╭──
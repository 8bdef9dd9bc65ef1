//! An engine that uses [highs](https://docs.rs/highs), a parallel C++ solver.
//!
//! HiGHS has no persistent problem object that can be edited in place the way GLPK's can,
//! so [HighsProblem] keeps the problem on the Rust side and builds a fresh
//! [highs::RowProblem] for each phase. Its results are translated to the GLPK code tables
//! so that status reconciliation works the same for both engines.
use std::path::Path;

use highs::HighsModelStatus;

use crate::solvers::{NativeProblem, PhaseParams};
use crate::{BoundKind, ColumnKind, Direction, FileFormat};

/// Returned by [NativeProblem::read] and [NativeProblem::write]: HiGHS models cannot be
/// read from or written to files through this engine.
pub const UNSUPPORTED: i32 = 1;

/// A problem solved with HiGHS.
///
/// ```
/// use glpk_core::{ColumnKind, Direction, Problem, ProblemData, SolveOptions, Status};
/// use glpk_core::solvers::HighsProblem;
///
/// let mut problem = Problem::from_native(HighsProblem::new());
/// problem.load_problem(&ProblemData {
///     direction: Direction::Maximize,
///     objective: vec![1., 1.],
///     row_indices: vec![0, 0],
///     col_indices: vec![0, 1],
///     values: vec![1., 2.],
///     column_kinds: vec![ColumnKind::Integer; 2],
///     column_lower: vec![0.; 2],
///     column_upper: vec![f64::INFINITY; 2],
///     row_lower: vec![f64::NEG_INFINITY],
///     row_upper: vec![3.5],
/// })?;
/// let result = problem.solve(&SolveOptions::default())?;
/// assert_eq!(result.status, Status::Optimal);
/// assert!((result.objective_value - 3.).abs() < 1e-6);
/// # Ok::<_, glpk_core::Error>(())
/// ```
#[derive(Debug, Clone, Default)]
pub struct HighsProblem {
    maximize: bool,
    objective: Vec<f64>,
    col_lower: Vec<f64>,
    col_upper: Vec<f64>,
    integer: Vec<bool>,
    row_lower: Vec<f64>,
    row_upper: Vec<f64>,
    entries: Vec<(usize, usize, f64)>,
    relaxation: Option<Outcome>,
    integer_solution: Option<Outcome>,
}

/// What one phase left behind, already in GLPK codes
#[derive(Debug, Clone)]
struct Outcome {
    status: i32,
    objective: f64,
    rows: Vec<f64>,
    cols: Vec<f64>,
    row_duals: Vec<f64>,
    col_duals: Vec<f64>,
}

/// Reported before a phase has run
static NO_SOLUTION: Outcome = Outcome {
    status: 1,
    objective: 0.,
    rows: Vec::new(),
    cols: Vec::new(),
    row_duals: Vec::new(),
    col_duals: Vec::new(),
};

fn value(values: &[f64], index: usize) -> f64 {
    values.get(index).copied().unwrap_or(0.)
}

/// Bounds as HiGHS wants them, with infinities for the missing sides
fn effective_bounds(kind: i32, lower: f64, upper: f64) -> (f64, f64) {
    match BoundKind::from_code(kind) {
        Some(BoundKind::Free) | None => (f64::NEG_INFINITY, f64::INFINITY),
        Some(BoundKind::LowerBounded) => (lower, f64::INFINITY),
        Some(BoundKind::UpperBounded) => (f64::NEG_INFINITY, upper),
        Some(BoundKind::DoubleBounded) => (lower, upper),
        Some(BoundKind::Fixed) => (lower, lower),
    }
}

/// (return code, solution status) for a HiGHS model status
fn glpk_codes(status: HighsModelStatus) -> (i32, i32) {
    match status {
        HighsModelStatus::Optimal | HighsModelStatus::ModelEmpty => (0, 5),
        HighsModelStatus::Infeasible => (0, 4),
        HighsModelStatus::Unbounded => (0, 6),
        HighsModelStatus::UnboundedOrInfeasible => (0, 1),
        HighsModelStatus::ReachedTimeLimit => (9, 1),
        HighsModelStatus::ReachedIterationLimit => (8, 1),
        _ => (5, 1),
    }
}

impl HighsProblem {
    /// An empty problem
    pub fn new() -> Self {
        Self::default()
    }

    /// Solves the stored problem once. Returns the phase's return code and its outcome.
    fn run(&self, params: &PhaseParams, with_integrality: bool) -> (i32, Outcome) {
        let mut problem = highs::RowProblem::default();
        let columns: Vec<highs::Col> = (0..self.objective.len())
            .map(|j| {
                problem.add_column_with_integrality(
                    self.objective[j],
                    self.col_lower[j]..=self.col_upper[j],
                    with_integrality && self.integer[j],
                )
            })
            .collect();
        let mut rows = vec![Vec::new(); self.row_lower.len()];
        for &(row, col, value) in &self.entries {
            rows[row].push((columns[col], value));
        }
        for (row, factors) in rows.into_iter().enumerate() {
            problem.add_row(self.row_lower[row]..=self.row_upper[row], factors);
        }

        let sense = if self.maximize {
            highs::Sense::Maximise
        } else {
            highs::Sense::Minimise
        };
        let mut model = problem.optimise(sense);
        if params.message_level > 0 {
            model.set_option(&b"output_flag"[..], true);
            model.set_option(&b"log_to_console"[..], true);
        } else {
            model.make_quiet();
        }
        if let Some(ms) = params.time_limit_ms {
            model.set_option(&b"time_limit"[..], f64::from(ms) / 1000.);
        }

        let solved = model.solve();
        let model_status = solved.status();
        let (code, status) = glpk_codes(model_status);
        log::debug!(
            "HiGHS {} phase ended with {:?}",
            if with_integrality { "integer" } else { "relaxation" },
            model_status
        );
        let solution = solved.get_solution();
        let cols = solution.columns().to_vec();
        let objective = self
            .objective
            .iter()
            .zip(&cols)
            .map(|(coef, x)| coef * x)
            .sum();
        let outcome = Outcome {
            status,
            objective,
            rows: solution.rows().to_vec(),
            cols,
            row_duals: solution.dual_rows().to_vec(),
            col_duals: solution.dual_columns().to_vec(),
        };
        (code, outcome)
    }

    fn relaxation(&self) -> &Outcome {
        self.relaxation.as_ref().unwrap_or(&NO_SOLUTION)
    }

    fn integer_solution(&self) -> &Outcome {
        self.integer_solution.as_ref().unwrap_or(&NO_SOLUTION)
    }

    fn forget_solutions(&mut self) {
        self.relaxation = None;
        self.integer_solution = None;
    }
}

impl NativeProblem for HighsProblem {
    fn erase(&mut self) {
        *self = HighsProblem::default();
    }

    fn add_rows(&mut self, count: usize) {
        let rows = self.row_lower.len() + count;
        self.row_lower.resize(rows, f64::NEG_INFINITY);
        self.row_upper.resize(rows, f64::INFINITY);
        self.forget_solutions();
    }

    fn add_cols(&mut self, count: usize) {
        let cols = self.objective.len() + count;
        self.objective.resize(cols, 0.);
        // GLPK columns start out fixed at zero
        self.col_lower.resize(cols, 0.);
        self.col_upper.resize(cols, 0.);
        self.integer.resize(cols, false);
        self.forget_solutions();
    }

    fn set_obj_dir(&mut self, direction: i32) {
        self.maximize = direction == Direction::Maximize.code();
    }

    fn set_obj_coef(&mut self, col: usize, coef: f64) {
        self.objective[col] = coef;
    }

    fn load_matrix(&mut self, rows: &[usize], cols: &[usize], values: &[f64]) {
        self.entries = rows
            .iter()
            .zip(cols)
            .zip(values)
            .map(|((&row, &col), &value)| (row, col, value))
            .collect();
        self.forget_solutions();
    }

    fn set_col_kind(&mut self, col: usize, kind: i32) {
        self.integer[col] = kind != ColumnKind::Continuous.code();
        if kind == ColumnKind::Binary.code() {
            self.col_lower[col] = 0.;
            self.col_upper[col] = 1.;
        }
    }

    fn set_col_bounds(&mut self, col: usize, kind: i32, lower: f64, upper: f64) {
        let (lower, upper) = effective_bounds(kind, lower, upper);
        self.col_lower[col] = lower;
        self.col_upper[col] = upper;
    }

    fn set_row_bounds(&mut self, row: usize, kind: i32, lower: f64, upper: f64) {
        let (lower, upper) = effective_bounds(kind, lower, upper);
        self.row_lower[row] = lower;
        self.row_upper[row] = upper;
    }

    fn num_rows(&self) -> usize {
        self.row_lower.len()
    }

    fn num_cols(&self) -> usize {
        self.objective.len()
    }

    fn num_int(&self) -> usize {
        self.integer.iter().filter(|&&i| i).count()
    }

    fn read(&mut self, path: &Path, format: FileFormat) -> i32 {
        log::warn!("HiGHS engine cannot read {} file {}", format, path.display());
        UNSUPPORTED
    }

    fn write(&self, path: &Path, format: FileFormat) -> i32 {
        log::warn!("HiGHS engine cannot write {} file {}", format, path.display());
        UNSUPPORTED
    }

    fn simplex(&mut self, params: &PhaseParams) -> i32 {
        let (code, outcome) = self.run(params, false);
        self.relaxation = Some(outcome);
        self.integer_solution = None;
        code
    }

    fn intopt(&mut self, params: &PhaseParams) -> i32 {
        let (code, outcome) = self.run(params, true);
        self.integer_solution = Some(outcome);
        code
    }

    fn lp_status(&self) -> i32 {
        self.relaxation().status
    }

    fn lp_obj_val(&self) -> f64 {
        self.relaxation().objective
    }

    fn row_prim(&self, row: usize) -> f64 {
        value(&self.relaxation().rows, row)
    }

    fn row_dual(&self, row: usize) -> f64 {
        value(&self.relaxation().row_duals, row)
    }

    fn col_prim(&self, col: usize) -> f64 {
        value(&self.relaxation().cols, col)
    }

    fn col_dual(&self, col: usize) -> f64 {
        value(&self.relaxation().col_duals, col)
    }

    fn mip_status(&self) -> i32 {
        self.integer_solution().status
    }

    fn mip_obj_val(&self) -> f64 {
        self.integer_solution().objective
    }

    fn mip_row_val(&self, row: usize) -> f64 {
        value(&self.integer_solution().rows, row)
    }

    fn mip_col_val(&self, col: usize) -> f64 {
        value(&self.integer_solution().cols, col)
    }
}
╰──
╭──
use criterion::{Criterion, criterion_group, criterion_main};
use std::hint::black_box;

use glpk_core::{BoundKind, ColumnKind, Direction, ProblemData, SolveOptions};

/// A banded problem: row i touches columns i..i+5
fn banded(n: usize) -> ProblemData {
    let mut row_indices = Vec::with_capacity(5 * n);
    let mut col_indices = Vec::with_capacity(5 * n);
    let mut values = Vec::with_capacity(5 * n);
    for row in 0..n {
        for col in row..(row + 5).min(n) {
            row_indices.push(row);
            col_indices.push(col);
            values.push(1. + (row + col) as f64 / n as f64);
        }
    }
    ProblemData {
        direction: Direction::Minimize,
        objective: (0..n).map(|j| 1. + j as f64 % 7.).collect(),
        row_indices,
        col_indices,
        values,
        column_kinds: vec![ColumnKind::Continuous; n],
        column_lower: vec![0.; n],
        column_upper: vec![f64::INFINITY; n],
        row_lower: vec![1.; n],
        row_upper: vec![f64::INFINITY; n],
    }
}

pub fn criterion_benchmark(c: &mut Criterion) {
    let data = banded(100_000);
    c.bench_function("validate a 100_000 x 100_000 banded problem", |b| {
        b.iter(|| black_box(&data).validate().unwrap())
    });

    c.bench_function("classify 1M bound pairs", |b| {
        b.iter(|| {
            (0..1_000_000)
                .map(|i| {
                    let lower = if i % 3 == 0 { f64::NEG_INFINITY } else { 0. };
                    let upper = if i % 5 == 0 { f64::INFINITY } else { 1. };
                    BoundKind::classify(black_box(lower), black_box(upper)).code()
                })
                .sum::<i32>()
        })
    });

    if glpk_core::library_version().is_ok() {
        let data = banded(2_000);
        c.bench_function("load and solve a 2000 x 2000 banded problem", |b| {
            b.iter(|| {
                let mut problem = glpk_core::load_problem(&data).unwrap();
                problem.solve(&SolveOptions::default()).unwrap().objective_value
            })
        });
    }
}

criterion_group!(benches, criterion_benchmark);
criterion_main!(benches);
╰──
*REQUIRED WORK*. Tally the lines of the data that contain the word "Optimal", and give only that tally.

*COMPLETED TASK*. 2